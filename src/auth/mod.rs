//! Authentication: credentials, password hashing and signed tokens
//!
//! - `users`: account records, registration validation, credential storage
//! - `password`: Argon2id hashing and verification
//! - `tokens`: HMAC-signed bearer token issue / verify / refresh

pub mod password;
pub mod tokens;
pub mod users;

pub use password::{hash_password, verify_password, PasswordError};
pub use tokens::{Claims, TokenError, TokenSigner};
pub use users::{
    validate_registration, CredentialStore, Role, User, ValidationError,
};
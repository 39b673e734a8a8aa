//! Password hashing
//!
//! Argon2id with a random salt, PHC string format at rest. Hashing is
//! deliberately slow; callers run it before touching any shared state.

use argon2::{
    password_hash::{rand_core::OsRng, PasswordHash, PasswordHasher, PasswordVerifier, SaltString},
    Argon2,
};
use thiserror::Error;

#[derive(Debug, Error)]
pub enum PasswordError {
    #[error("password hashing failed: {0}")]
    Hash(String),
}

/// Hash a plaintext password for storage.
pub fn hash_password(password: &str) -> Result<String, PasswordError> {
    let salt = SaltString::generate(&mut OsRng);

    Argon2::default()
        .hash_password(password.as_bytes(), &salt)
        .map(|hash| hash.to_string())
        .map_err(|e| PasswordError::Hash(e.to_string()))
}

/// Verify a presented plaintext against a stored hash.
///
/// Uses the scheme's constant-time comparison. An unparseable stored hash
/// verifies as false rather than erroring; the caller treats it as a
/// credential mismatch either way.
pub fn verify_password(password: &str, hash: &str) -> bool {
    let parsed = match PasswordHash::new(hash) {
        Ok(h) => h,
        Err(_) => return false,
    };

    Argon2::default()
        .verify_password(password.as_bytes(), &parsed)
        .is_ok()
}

EXERCISE
Return, word for word, the lines from the one containing "let parsed = match" through the end of the data above, both ends included, and nothing else.

TASK OUTPUT
    let parsed = match PasswordHash::new(hash) {
        Ok(h) => h,
        Err(_) => return false,
    };

    Argon2::default()
        .verify_password(password.as_bytes(), &parsed)
        .is_ok()
}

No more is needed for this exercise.